### Work order
Quote the entries below from the line with "#[derive(Debug)]" through the line with "pub enum StoreError", both ends included, and only those lines.
(Beginning of Data in this exercise)
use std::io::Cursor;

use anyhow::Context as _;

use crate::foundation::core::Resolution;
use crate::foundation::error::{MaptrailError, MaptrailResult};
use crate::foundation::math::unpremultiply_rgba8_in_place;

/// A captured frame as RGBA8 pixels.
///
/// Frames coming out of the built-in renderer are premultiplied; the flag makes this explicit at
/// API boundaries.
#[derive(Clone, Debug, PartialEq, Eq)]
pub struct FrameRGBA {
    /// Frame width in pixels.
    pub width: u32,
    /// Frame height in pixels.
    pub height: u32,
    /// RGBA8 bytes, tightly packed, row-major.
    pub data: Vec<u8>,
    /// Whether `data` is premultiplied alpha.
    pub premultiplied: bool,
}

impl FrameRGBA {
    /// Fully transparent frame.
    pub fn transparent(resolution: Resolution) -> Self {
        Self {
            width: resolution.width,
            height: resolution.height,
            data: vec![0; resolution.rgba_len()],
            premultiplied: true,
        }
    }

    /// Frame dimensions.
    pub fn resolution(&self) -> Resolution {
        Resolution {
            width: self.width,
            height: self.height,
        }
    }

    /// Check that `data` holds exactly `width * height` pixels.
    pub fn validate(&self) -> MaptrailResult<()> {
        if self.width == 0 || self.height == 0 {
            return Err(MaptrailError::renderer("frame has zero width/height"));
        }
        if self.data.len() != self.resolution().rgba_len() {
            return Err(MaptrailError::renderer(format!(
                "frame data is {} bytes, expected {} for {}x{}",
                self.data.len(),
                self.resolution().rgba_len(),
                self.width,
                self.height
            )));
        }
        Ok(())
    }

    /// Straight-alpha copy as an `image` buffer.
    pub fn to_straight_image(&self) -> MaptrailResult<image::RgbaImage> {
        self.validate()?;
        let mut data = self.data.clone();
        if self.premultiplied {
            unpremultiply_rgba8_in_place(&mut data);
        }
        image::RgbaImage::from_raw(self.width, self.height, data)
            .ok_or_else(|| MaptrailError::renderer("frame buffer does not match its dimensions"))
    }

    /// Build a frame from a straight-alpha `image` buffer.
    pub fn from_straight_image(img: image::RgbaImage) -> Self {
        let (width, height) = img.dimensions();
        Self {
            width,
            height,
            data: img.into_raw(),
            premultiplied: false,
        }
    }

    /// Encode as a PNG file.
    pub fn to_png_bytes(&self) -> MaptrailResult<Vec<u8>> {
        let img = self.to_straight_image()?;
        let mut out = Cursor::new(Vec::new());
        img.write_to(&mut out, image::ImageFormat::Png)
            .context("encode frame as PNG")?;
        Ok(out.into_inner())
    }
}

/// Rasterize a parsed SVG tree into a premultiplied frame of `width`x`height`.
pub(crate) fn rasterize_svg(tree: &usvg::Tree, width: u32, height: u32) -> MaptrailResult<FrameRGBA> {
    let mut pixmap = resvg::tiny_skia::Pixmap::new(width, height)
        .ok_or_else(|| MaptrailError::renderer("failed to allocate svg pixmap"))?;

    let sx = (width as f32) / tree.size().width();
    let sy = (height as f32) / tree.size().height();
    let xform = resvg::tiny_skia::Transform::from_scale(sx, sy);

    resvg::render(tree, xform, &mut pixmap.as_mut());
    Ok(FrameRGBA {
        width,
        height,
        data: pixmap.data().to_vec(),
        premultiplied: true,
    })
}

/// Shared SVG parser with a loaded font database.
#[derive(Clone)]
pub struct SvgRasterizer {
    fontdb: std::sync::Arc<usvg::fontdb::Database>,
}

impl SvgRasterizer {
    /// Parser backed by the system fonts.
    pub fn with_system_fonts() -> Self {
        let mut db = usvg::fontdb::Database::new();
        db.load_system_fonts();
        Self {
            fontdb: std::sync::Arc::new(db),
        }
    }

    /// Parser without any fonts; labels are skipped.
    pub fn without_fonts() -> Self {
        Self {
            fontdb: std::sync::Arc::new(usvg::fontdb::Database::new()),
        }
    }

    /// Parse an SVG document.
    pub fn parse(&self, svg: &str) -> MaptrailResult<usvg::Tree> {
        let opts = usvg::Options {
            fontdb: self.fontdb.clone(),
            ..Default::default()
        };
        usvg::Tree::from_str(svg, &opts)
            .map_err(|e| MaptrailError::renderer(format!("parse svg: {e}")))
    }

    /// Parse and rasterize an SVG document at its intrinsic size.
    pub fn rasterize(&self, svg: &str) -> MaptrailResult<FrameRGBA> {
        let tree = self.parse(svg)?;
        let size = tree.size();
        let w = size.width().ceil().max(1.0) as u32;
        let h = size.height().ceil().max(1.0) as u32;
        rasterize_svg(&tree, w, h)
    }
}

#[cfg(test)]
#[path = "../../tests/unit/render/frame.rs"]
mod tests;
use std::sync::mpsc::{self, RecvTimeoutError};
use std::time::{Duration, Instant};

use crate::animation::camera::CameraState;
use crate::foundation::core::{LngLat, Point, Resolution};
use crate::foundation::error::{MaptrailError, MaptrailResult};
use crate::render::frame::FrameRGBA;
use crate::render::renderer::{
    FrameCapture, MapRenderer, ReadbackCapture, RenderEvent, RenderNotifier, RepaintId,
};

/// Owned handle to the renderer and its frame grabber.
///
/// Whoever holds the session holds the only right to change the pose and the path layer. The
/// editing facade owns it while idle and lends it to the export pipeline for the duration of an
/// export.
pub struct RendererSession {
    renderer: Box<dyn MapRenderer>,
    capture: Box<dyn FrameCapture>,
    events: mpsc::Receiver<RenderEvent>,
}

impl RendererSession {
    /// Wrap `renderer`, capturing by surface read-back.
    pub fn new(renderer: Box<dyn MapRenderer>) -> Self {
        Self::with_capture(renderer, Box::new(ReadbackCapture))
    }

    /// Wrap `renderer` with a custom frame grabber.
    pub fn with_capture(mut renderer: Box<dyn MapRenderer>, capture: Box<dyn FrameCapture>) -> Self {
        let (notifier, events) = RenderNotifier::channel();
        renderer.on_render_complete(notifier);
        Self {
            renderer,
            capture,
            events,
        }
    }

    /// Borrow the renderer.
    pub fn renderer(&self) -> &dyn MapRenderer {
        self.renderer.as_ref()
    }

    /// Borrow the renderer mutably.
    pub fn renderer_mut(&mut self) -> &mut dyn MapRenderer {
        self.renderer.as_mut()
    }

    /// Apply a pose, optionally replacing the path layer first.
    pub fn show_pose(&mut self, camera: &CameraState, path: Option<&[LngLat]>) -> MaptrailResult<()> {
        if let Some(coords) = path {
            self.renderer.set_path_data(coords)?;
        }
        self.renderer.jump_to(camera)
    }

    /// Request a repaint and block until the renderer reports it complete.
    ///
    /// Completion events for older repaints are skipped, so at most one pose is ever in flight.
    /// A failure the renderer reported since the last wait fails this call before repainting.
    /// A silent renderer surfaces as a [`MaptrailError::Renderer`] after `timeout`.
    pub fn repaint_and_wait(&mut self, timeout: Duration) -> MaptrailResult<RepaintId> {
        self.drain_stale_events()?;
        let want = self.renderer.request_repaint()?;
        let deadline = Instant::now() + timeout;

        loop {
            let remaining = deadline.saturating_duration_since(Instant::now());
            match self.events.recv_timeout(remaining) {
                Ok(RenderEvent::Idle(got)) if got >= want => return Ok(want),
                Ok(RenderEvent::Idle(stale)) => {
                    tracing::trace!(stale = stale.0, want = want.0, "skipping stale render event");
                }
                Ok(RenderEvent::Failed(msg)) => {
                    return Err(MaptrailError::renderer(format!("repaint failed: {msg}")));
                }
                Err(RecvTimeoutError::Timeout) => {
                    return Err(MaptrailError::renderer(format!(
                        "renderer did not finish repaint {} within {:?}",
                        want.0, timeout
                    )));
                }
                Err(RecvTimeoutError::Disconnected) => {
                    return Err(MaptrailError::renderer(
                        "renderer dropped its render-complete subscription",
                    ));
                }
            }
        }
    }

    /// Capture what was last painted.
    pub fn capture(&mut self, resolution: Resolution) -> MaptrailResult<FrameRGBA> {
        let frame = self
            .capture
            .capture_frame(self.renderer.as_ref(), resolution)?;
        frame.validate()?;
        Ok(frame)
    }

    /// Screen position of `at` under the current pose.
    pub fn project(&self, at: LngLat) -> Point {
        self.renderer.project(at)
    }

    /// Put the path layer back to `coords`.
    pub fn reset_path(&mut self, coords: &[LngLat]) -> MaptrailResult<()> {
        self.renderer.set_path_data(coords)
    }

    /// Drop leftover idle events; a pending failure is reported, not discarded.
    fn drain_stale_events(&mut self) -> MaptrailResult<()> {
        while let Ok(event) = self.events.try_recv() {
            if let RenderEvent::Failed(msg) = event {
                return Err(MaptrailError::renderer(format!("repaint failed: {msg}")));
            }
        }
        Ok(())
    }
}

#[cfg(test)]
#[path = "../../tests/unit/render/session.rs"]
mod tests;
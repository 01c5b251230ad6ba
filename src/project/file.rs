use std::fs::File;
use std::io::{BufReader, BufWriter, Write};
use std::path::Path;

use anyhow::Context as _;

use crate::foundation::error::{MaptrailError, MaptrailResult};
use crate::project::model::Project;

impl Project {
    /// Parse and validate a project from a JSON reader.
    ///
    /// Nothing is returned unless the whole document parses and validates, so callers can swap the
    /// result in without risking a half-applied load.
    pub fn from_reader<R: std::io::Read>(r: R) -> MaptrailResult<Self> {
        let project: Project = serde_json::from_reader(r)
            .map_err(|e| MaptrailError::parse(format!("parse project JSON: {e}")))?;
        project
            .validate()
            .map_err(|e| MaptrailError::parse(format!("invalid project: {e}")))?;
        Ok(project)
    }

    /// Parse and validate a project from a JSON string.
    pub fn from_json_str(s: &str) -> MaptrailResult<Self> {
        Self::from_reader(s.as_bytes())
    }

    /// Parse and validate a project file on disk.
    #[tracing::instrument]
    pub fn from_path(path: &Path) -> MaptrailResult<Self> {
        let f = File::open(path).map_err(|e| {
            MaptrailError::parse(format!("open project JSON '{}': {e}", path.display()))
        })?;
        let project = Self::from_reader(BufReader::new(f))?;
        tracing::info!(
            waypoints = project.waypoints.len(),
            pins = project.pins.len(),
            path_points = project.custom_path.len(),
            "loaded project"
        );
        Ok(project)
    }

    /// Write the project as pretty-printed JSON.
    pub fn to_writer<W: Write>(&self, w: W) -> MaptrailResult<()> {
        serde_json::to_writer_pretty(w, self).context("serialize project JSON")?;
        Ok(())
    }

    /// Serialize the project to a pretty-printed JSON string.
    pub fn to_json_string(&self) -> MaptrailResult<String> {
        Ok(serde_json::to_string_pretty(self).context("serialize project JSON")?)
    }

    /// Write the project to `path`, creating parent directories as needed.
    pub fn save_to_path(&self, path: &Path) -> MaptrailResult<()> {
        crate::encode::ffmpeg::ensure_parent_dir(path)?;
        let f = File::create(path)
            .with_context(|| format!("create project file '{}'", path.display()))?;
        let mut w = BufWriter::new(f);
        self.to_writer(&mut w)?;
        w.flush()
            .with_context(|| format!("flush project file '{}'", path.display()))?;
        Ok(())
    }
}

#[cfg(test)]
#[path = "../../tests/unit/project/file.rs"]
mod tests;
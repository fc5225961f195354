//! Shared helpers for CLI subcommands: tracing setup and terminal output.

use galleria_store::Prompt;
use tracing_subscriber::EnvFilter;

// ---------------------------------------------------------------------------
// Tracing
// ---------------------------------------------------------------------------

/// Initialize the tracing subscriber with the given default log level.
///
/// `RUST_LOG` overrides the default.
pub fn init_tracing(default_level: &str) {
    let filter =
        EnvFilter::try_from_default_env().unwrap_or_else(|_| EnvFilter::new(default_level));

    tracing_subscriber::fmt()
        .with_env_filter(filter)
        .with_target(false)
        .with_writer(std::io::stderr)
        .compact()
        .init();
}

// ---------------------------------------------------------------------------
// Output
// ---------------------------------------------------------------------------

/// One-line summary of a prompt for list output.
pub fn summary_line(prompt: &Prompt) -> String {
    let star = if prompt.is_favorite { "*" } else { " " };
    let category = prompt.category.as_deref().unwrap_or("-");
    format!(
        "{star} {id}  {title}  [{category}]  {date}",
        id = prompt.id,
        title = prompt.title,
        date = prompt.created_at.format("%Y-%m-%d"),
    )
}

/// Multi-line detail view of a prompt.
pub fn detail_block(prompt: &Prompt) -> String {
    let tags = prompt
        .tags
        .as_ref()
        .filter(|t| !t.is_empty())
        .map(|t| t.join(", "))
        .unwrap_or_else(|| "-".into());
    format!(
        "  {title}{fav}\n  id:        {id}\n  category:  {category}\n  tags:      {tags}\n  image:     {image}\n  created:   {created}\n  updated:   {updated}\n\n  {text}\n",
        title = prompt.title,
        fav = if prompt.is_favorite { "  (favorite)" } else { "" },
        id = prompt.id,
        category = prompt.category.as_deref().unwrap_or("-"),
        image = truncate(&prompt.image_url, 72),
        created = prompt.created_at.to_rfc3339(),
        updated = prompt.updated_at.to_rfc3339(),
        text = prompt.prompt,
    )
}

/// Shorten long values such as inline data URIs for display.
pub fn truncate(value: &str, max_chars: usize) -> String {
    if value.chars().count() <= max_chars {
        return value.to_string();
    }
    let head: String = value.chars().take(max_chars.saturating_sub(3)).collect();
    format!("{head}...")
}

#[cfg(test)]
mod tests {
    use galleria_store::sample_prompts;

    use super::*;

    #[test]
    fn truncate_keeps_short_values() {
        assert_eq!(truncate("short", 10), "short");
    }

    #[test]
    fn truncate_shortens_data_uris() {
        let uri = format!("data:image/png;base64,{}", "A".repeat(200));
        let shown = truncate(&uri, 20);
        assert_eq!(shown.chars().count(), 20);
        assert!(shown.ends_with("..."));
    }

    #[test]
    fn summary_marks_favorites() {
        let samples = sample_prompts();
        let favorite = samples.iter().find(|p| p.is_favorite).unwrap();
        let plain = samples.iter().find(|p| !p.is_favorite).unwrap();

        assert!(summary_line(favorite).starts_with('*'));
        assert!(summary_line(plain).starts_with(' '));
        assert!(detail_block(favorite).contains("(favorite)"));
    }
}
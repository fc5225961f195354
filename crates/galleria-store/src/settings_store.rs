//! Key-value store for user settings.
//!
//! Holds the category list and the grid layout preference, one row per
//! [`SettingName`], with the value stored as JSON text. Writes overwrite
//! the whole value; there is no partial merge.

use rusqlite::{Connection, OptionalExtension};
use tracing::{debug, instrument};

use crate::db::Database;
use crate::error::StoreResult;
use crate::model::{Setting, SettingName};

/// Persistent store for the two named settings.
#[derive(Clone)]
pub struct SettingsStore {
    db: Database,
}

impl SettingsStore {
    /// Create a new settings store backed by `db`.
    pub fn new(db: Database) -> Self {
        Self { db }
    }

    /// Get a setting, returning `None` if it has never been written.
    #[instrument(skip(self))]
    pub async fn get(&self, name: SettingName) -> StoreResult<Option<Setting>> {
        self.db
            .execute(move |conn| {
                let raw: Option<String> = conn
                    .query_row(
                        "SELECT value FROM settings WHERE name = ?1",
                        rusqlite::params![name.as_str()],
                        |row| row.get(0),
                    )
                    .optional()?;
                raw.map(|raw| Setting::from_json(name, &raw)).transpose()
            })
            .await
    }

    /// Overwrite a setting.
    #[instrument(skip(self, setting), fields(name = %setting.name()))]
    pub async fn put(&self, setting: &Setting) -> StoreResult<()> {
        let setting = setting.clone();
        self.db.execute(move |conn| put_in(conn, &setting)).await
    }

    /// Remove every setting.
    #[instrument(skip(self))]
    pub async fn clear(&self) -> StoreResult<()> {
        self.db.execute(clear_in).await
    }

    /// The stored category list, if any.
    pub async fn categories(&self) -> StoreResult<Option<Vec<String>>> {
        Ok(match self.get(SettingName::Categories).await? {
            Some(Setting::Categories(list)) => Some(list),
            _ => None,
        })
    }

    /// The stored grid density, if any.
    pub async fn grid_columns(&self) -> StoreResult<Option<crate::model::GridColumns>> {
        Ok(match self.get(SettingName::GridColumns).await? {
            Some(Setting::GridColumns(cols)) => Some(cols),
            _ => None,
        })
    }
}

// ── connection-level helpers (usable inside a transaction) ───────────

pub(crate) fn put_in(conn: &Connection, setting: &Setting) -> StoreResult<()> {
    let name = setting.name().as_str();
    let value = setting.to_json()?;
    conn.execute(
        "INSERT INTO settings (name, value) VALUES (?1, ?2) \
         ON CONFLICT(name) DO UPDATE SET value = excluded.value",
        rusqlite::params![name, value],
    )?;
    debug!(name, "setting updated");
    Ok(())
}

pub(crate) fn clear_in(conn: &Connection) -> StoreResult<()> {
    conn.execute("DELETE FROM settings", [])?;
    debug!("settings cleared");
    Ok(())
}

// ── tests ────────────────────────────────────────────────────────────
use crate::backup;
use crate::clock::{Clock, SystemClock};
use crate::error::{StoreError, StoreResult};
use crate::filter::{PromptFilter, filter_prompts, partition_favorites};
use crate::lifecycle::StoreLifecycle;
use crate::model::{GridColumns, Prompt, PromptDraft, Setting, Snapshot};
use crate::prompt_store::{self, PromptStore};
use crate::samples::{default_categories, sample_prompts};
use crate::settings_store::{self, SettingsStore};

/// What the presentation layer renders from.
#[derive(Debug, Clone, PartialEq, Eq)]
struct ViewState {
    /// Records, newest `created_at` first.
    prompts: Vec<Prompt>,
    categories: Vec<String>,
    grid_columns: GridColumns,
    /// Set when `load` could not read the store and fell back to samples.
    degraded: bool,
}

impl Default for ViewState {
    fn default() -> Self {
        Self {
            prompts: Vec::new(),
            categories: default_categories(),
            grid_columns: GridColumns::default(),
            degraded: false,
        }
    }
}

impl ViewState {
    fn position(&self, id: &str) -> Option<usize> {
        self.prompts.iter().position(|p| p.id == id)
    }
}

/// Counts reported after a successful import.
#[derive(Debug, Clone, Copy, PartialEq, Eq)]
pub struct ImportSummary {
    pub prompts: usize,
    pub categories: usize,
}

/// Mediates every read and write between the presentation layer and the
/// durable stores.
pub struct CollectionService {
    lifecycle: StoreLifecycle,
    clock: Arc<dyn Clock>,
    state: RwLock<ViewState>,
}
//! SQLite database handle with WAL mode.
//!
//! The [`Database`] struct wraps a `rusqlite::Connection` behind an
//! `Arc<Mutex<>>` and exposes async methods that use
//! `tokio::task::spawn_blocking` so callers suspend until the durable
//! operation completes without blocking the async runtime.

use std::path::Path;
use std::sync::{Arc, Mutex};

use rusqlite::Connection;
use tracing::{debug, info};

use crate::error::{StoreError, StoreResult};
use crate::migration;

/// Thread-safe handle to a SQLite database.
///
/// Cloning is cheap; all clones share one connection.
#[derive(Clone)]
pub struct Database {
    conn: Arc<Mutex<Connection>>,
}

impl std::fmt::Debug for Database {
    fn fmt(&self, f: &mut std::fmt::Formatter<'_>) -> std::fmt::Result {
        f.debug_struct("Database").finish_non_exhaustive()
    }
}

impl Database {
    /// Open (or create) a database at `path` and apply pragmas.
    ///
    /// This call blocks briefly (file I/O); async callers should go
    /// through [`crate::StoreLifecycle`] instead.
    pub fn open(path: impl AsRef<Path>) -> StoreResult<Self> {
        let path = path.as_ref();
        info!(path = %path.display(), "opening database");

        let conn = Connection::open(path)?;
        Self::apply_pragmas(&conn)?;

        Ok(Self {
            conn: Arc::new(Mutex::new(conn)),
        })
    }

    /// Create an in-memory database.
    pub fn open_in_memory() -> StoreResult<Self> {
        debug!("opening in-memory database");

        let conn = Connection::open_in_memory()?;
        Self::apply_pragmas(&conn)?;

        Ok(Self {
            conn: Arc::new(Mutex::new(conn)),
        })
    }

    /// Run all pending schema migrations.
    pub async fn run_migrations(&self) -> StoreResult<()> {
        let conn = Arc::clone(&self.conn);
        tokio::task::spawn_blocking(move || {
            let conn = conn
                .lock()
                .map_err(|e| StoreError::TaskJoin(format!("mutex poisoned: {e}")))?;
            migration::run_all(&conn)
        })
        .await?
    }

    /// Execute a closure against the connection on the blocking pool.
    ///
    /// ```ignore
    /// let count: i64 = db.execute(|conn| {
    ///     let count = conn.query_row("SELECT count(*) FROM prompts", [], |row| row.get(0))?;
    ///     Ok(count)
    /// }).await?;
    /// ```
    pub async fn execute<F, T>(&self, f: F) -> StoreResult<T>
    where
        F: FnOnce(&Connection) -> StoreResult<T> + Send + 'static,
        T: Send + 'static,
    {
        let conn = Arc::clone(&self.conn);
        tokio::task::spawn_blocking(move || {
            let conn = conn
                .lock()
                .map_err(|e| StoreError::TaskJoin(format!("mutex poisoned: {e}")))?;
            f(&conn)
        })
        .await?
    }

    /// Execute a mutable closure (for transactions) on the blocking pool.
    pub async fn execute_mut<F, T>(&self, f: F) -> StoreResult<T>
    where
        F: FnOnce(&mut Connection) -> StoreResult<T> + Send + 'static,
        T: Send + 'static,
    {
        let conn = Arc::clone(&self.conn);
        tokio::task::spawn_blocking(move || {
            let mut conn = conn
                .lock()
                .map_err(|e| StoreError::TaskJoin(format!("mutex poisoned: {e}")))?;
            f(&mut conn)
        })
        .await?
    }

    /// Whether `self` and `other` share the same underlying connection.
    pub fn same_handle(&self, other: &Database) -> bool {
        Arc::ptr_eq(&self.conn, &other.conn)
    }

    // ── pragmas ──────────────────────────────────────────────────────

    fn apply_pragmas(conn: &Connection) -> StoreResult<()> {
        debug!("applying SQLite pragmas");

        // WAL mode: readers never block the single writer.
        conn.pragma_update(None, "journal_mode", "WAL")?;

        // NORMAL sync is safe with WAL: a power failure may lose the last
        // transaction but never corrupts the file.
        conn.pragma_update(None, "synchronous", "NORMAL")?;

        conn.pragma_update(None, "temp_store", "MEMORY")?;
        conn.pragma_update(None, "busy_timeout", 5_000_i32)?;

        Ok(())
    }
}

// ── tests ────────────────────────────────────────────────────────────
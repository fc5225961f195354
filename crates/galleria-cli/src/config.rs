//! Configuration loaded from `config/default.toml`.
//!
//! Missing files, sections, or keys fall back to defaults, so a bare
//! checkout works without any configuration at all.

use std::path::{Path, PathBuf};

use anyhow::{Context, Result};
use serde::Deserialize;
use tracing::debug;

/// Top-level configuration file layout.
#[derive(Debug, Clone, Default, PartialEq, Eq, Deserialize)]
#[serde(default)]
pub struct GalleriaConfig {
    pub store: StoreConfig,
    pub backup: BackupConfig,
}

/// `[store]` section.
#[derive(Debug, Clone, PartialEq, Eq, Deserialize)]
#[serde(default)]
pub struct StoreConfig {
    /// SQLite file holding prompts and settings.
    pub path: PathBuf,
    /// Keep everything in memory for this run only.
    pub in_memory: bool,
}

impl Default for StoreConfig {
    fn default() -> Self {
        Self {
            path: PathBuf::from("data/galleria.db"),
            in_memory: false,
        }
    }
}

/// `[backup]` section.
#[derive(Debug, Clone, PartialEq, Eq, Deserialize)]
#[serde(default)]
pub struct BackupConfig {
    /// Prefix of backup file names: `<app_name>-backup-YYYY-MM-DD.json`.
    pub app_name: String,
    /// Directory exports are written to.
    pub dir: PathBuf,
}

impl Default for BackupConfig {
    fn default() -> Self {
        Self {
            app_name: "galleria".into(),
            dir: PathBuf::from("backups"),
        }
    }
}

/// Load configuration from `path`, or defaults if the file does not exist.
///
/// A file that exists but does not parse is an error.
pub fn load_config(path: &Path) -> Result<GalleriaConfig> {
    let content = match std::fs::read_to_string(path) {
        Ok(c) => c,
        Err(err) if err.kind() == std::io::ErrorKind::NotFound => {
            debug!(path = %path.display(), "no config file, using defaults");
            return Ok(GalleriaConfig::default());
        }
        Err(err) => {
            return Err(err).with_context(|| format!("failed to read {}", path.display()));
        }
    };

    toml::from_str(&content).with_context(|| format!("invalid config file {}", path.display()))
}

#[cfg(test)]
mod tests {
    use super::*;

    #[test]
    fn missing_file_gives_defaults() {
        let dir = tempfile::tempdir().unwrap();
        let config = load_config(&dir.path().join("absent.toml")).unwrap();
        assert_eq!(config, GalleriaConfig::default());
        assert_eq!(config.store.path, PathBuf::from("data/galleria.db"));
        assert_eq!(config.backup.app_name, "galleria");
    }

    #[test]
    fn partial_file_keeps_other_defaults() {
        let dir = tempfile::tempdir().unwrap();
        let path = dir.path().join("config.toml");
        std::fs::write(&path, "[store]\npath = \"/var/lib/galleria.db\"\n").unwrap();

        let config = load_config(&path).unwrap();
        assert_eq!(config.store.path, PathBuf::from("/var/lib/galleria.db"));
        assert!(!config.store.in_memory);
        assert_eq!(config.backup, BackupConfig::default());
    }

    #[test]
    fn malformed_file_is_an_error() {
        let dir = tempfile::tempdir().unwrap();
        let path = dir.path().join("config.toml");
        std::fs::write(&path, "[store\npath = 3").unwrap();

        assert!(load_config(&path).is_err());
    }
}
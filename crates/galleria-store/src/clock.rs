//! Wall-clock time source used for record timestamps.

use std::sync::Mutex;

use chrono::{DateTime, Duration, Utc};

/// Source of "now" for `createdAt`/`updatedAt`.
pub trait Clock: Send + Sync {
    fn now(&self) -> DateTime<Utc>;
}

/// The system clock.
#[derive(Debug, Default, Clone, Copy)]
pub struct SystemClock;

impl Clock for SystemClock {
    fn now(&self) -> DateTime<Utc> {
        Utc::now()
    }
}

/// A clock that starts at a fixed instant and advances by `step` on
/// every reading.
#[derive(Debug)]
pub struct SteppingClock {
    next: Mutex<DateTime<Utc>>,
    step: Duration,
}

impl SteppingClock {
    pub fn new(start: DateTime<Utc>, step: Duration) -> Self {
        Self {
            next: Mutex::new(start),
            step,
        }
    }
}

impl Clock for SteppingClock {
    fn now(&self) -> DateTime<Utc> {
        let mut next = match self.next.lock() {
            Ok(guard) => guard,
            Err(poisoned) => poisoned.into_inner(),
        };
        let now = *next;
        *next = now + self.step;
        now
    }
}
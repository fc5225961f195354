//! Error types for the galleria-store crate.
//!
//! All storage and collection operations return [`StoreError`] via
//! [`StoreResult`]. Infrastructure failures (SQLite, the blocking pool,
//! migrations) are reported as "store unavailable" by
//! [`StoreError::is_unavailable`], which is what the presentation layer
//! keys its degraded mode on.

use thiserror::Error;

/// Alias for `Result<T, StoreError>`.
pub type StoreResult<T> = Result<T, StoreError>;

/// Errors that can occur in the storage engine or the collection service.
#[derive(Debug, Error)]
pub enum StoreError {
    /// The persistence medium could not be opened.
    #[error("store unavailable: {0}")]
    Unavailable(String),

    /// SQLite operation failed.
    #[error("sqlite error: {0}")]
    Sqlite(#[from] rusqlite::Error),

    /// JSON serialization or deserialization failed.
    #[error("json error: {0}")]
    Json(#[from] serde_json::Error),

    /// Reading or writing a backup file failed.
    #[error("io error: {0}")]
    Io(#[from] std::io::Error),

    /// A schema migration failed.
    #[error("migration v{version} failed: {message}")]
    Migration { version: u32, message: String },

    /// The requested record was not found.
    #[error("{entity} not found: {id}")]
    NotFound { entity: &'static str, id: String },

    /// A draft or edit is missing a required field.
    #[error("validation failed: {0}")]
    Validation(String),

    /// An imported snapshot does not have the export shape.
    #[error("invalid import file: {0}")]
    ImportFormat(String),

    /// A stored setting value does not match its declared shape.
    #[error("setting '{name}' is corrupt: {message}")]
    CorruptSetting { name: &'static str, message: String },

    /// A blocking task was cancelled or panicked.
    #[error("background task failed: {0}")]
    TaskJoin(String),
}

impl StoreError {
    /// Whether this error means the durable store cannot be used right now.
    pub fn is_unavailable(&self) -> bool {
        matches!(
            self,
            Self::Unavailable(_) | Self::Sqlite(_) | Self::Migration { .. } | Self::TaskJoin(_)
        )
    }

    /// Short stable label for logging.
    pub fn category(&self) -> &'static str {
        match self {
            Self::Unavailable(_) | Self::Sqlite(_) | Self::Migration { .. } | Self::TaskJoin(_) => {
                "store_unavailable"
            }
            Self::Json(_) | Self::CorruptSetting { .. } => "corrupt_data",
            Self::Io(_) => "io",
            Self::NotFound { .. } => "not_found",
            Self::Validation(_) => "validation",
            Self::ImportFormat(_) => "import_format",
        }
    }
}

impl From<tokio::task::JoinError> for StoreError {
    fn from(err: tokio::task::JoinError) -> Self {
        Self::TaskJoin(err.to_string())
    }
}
(End of Data in this exercise)
### Exercise answer
#[derive(Debug)]
pub struct SteppingClock {
    next: Mutex<DateTime<Utc>>,
    step: Duration,
}

impl SteppingClock {
    pub fn new(start: DateTime<Utc>, step: Duration) -> Self {
        Self {
            next: Mutex::new(start),
            step,
        }
    }
}

impl Clock for SteppingClock {
    fn now(&self) -> DateTime<Utc> {
        let mut next = match self.next.lock() {
            Ok(guard) => guard,
            Err(poisoned) => poisoned.into_inner(),
        };
        let now = *next;
        *next = now + self.step;
        now
    }
}
repository fc5225961f195354
//! Error types for the galleria-store crate.
//!
//! All storage and collection operations return [`StoreError`] via
//! [`StoreResult`]. Infrastructure failures (SQLite, the blocking pool,
//! migrations) are reported as "store unavailable" by
//! [`StoreError::is_unavailable`], which is what the presentation layer
//! keys its degraded mode on.

use thiserror::Error;

/// Alias for `Result<T, StoreError>`.
pub type StoreResult<T> = Result<T, StoreError>;

/// Errors that can occur in the storage engine or the collection service.
#[derive(Debug, Error)]
pub enum StoreError {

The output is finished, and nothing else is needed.